Nach dem sonnigen Start gab es reichlich Hagel und Regen. Manche der Jungs hatten sich nicht darauf eingestellt und suchten ihre Regenjacken. Einige der sicheren Favoriten schieden aus.

Man hatte viele schon abgeschrieben. Doch viele Jungs folgten in der Schlussphase Sören Kragh Andersen von Alpecin Deceuninck.

Der Junge ist für die Mauer zu schwer. Die Minute wird nicht ausreichen. Am Ende wird die Mauer den Ausschlag geben.
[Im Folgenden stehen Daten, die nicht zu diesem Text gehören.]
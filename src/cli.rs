// Copyright 2026 Muvon Un Limited
//
// Licensed under the Apache License, Version 2.0 (the "License");
// you may not use this file except in compliance with the License.
// You may obtain a copy of the License at
//
//     http://www.apache.org/licenses/LICENSE-2.0
//
// Unless required by applicable law or agreed to in writing, software
// distributed under the License is distributed on an "AS IS" BASIS,
// WITHOUT WARRANTIES OR CONDITIONS OF ANY KIND, either express or implied.
// See the License for the specific language governing permissions and
// limitations under the License.

use clap::{Parser, Subcommand};
use std::path::PathBuf;

#[derive(Parser, Debug)]
#[command(name = "octorank")]
#[command(version, author = "Muvon Un Limited <opensource@muvon.io>")]
#[command(about = "Keyword cannibalization analyzer for search rankings", long_about = None)]
pub struct Cli {
    #[command(subcommand)]
    pub command: Commands,
}

#[derive(Subcommand, Debug)]
pub enum Commands {
    /// Analyze ranking data for keyword cannibalization
    Analyze {
        #[command(subcommand)]
        command: AnalyzeCommand,
    },
    /// List analytics properties available to the configured token
    Sites {
        /// Output format: text or json
        #[arg(short, long, default_value = "text")]
        format: String,
    },
}

#[derive(Subcommand, Debug)]
pub enum AnalyzeCommand {
    /// Analyze a delimited ranking export (search console or native columns)
    Csv {
        /// Path to the observations file
        #[arg(short, long)]
        file: PathBuf,

        /// Optional delimited file with page content (url, title, meta_description, h1, h2)
        #[arg(long)]
        content_file: Option<PathBuf>,

        /// Scrape page content live instead of reading it from a file
        #[arg(long)]
        scrape: bool,

        /// Similarity threshold, between 0 and 1 exclusive
        #[arg(short, long)]
        threshold: Option<f32>,

        /// Group URLs by their primary keyword instead of exact keyword
        #[arg(long)]
        primary_only: bool,

        /// Ignore observations with fewer clicks
        #[arg(long)]
        min_clicks: Option<u64>,

        /// Ignore observations with fewer impressions
        #[arg(long)]
        min_impressions: Option<u64>,

        /// Emit the raw analysis result instead of the sorted report
        #[arg(long)]
        no_report: bool,

        /// Output format: text or json
        #[arg(long, default_value = "text")]
        format: String,
    },

    /// Fetch observations from the search analytics API and analyze them
    Search {
        /// Site property URL as registered with the analytics API
        #[arg(short, long)]
        site: String,

        /// Range start, YYYY-MM-DD (inclusive)
        #[arg(long)]
        start_date: String,

        /// Range end, YYYY-MM-DD (inclusive)
        #[arg(long)]
        end_date: String,

        /// Maximum distinct (keyword, url) rows to fetch
        #[arg(long)]
        max_rows: Option<usize>,

        /// Window size in days for date-chunked fetching
        #[arg(long)]
        chunk_days: Option<u32>,

        /// Fetch the whole range as a single window
        #[arg(long)]
        no_date_chunks: bool,

        /// Scrape page content for the fetched URLs
        #[arg(long)]
        scrape: bool,

        /// Similarity threshold, between 0 and 1 exclusive
        #[arg(short, long)]
        threshold: Option<f32>,

        /// Group URLs by their primary keyword instead of exact keyword
        #[arg(long)]
        primary_only: bool,

        /// Ignore observations with fewer clicks
        #[arg(long)]
        min_clicks: Option<u64>,

        /// Ignore observations with fewer impressions
        #[arg(long)]
        min_impressions: Option<u64>,

        /// Emit the raw analysis result instead of the sorted report
        #[arg(long)]
        no_report: bool,

        /// Output format: text or json
        #[arg(long, default_value = "text")]
        format: String,
    },
}
// Copyright 2026 Muvon Un Limited
//
// Licensed under the Apache License, Version 2.0 (the "License");
// you may not use this file except in compliance with the License.
// You may obtain a copy of the License at
//
//     http://www.apache.org/licenses/LICENSE-2.0
//
// Unless required by applicable law or agreed to in writing, software
// distributed under the License is distributed on an "AS IS" BASIS,
// WITHOUT WARRANTIES OR CONDITIONS OF ANY KIND, either express or implied.
// See the License for the specific language governing permissions and
// limitations under the License.

use std::collections::{HashMap, HashSet};
use std::time::Duration;

use anyhow::{Context, Result};
use futures::stream::{self, StreamExt};
use scraper::{Html, Selector};
use tracing::{info, warn};

use crate::analysis::types::PageContent;
use crate::config::ScraperConfig;

/// Pages that scraped cleanly plus per-URL failure notes. One bad page
/// never fails the batch.
pub struct ScrapeResult {
    pub pages: HashMap<String, PageContent>,
    pub errors: HashMap<String, String>,
}

pub struct PageScraper {
    client: reqwest::Client,
    max_concurrent: usize,
}

impl PageScraper {
    pub fn new(config: &ScraperConfig) -> Result<Self> {
        let client = reqwest::Client::builder()
            .timeout(Duration::from_secs(config.timeout_seconds))
            .user_agent(&config.user_agent)
            .build()
            .context("Failed to build HTTP client")?;

        Ok(Self {
            client,
            max_concurrent: config.max_concurrent.max(1),
        })
    }

    /// Fetch each distinct URL with bounded concurrency. Fragment URLs
    /// are skipped up front since they rank the same document.
    pub async fn scrape_all(&self, urls: &[String]) -> ScrapeResult {
        let mut seen: HashSet<&str> = HashSet::new();
        let targets: Vec<&String> = urls
            .iter()
            .filter(|url| !url.contains('#') && seen.insert(url.as_str()))
            .collect();

        info!(pages = targets.len(), "Scraping pages");

        let outcomes: Vec<(String, Result<PageContent>)> =
            stream::iter(targets.into_iter().map(|url| async move {
                (url.clone(), self.fetch_page(url).await)
            }))
            .buffer_unordered(self.max_concurrent)
            .collect()
            .await;

        let mut result = ScrapeResult {
            pages: HashMap::new(),
            errors: HashMap::new(),
        };
        for (url, outcome) in outcomes {
            match outcome {
                Ok(page) => {
                    result.pages.insert(url, page);
                }
                Err(e) => {
                    warn!(url = url.as_str(), error = %e, "Failed to scrape page");
                    result.errors.insert(url, e.to_string());
                }
            }
        }

        info!(
            scraped = result.pages.len(),
            failed = result.errors.len(),
            "Scrape complete"
        );
        result
    }

    async fn fetch_page(&self, url: &str) -> Result<PageContent> {
        let response = self.client.get(url).send().await?;
        if !response.status().is_success() {
            anyhow::bail!("HTTP error: {}", response.status());
        }
        let html = response.text().await?;
        Ok(extract_content(&html))
    }
}

/// Pull the ranking-relevant fields out of an HTML document.
pub fn extract_content(html: &str) -> PageContent {
    let document = Html::parse_document(html);

    let title_selector = Selector::parse("title").unwrap();
    let meta_selector = Selector::parse("meta[name=\"description\"]").unwrap();
    let h1_selector = Selector::parse("h1").unwrap();
    let h2_selector = Selector::parse("h2").unwrap();

    let title = document
        .select(&title_selector)
        .next()
        .map(|element| element.text().collect::<String>().trim().to_string())
        .unwrap_or_default();

    let meta_description = document
        .select(&meta_selector)
        .next()
        .and_then(|element| element.value().attr("content"))
        .map(|value| value.trim().to_string())
        .unwrap_or_default();

    PageContent {
        title,
        meta_description,
        h1: heading_texts(&document, &h1_selector),
        h2: heading_texts(&document, &h2_selector),
    }
}

fn heading_texts(document: &Html, selector: &Selector) -> Vec<String> {
    document
        .select(selector)
        .map(|element| element.text().collect::<String>().trim().to_string())
        .filter(|text| !text.is_empty())
        .collect()
}
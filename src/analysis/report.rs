// Copyright 2026 Muvon Un Limited
//
// Licensed under the Apache License, Version 2.0 (the "License");
// you may not use this file except in compliance with the License.
// You may obtain a copy of the License at
//
//     http://www.apache.org/licenses/LICENSE-2.0
//
// Unless required by applicable law or agreed to in writing, software
// distributed under the License is distributed on an "AS IS" BASIS,
// WITHOUT WARRANTIES OR CONDITIONS OF ANY KIND, either express or implied.
// See the License for the specific language governing permissions and
// limitations under the License.

use chrono::Utc;

use crate::analysis::types::{AnalysisResult, CannibalizationReport, ReportSummary};

/// Shape an analysis result for presentation. Groups are ordered by URL
/// count (largest first), and each group keeps only the pairs at or above
/// the threshold, strongest first. Pure reordering and filtering; no
/// similarity is recomputed here.
pub fn build(result: &AnalysisResult) -> CannibalizationReport {
    let threshold = result.similarity_threshold;

    let mut groups = result.groups.clone();
    for group in &mut groups {
        group
            .pairs
            .retain(|pair| pair.combined_similarity >= threshold);
        group
            .pairs
            .sort_by(|a, b| b.combined_similarity.total_cmp(&a.combined_similarity));
    }
    groups.sort_by(|a, b| b.urls.len().cmp(&a.urls.len()));

    CannibalizationReport {
        generated_at: Utc::now(),
        summary: ReportSummary {
            analyzed_keywords: result.analyzed_keywords,
            cannibalized_keywords: result.cannibalized_keywords,
            similarity_threshold: threshold,
            mode: result.mode,
        },
        groups,
    }
}
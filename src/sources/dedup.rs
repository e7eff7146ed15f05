// Copyright 2026 Muvon Un Limited
//
// Licensed under the Apache License, Version 2.0 (the "License");
// you may not use this file except in compliance with the License.
// You may obtain a copy of the License at
//
//     http://www.apache.org/licenses/LICENSE-2.0
//
// Unless required by applicable law or agreed to in writing, software
// distributed under the License is distributed on an "AS IS" BASIS,
// WITHOUT WARRANTIES OR CONDITIONS OF ANY KIND, either express or implied.
// See the License for the specific language governing permissions and
// limitations under the License.

use std::collections::HashSet;
use std::hash::Hash;

/// Keyed first-wins collector with a hard capacity.
///
/// Paginated analytics windows overlap at their edges, so the same
/// (keyword, url) row can arrive more than once. The first occurrence
/// wins; later duplicates and anything past the capacity are ignored.
pub struct DedupAccumulator<K, V> {
    seen: HashSet<K>,
    items: Vec<V>,
    capacity: usize,
}

impl<K: Eq + Hash, V> DedupAccumulator<K, V> {
    pub fn new(capacity: usize) -> Self {
        Self {
            seen: HashSet::new(),
            items: Vec::new(),
            capacity,
        }
    }

    /// Insert unless the key was already seen or the accumulator is full.
    /// Returns whether the value was kept.
    pub fn insert(&mut self, key: K, value: V) -> bool {
        if self.is_full() || !self.seen.insert(key) {
            return false;
        }
        self.items.push(value);
        true
    }

    pub fn is_full(&self) -> bool {
        self.items.len() >= self.capacity
    }

    pub fn len(&self) -> usize {
        self.items.len()
    }

    pub fn is_empty(&self) -> bool {
        self.items.is_empty()
    }

    pub fn into_items(self) -> Vec<V> {
        self.items
    }
}
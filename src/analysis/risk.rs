// Copyright 2026 Muvon Un Limited
//
// Licensed under the Apache License, Version 2.0 (the "License");
// you may not use this file except in compliance with the License.
// You may obtain a copy of the License at
//
//     http://www.apache.org/licenses/LICENSE-2.0
//
// Unless required by applicable law or agreed to in writing, software
// distributed under the License is distributed on an "AS IS" BASIS,
// WITHOUT WARRANTIES OR CONDITIONS OF ANY KIND, either express or implied.
// See the License for the specific language governing permissions and
// limitations under the License.

use crate::analysis::types::RiskLevel;

/// Width of the Medium and Low bands around the threshold.
const BAND_WIDTH: f32 = 0.1;

/// Map a similarity score to a risk band relative to the threshold.
///
/// High starts one band above the threshold, Medium at the threshold,
/// Low one band below it. Everything further down is None. Medium and
/// High are the cannibalization bands: a pair at or above the threshold
/// flags its group.
pub fn classify(similarity: f32, threshold: f32) -> RiskLevel {
    if similarity >= threshold + BAND_WIDTH {
        RiskLevel::High
    } else if similarity >= threshold {
        RiskLevel::Medium
    } else if similarity >= threshold - BAND_WIDTH {
        RiskLevel::Low
    } else {
        RiskLevel::None
    }
}
// Copyright 2026 Muvon Un Limited
//
// Licensed under the Apache License, Version 2.0 (the "License");
// you may not use this file except in compliance with the License.
// You may obtain a copy of the License at
//
//     http://www.apache.org/licenses/LICENSE-2.0
//
// Unless required by applicable law or agreed to in writing, software
// distributed under the License is distributed on an "AS IS" BASIS,
// WITHOUT WARRANTIES OR CONDITIONS OF ANY KIND, either express or implied.
// See the License for the specific language governing permissions and
// limitations under the License.

use thiserror::Error;

/// Errors raised while loading observations or page content.
///
/// Authorization failures get their own variant so callers can tell
/// "you lack access to this property" apart from a transport problem
/// and render a useful message instead of a raw HTTP status.
#[derive(Debug, Error)]
pub enum SourceError {
    /// The analytics property refused the credentials
    #[error("access denied for {resource}")]
    AuthorizationDenied { resource: String },

    /// Network or file retrieval failed
    #[error("failed to fetch {target}: {reason}")]
    FetchFailed { target: String, reason: String },

    /// Input did not match any recognized layout
    #[error("invalid source format: {0}")]
    InvalidFormat(String),
}

/// Result type alias for source operations.
pub type SourceResult<T> = std::result::Result<T, SourceError>;
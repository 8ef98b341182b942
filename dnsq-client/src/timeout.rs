use crate::core::DnsqError;
use pin_project_lite::pin_project;
use std::future::Future;
use std::pin::Pin;
use std::task::{Context, Poll};
use std::time::Duration;

/// `Timeout` bounds any future that resolves to a `Result<_, DnsqError>` by a
/// deadline, turning an expired deadline into an `ErrorKind::Timeout` error.
pub trait Timeout: Sized {
    fn timeout<S>(self, t: Duration, operation: S) -> Timed<Self>
    where
        S: Into<String>;
}

impl<F, V> Timeout for F
where
    F: Future<Output = Result<V, DnsqError>>,
{
    fn timeout<S>(self, t: Duration, operation: S) -> Timed<F>
    where
        S: Into<String>,
    {
        Timed {
            operation: operation.into(),
            time: t,
            inner: tokio::time::timeout(t, self),
        }
    }
}

pin_project! {
    #[derive(Debug)]
    #[must_use = "futures do nothing unless you `.await` or poll them"]
    pub struct Timed<T> {
        operation: String,
        time: Duration,
        #[pin]
        inner: tokio::time::Timeout<T>,
    }
}

impl<F, V> Future for Timed<F>
where
    F: Future<Output = Result<V, DnsqError>>,
{
    type Output = F::Output;

    fn poll(self: Pin<&mut Self>, cx: &mut Context<'_>) -> Poll<Self::Output> {
        let this = self.project();
        // Flatten the extra layer of Result that tokio adds, an elapsed deadline
        // becomes a DnsqError like everything else.
        this.inner.poll(cx).map(|res| match res {
            Ok(Ok(v)) => Ok(v),
            Ok(Err(e)) => Err(e),
            Err(_e) => Err(DnsqError::timeout(*this.time, this.operation)),
        })
    }
}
Dazu ist sie auch da.

Dann passiert, was immer in Huy passiert. Die verbliebenen Jungs rücken geschlossen in die Stadt ein, um sich dann in der Mauer zu zerlegen. Man muss allerdings die Lücke finden. Stephen Williams vom Team Israel Premier Tech fand diese am Ende am besten. Als er sich durchwuselte, waren alle überrascht und er auf und davon. Er sich zwar nicht mehr entspannen, aber der Sieg war ihm nicht mehr zu nehmen.

Die 400 Punkte für den Klassiker kamen dem Konto von seinem Team zu pass. Den Belgiern von Lotto Dstny dürfte das gar nicht recht gewesen sein. Denn die bekamen mit dem 3. Platz von Maxim Gils nur 260 Punkte.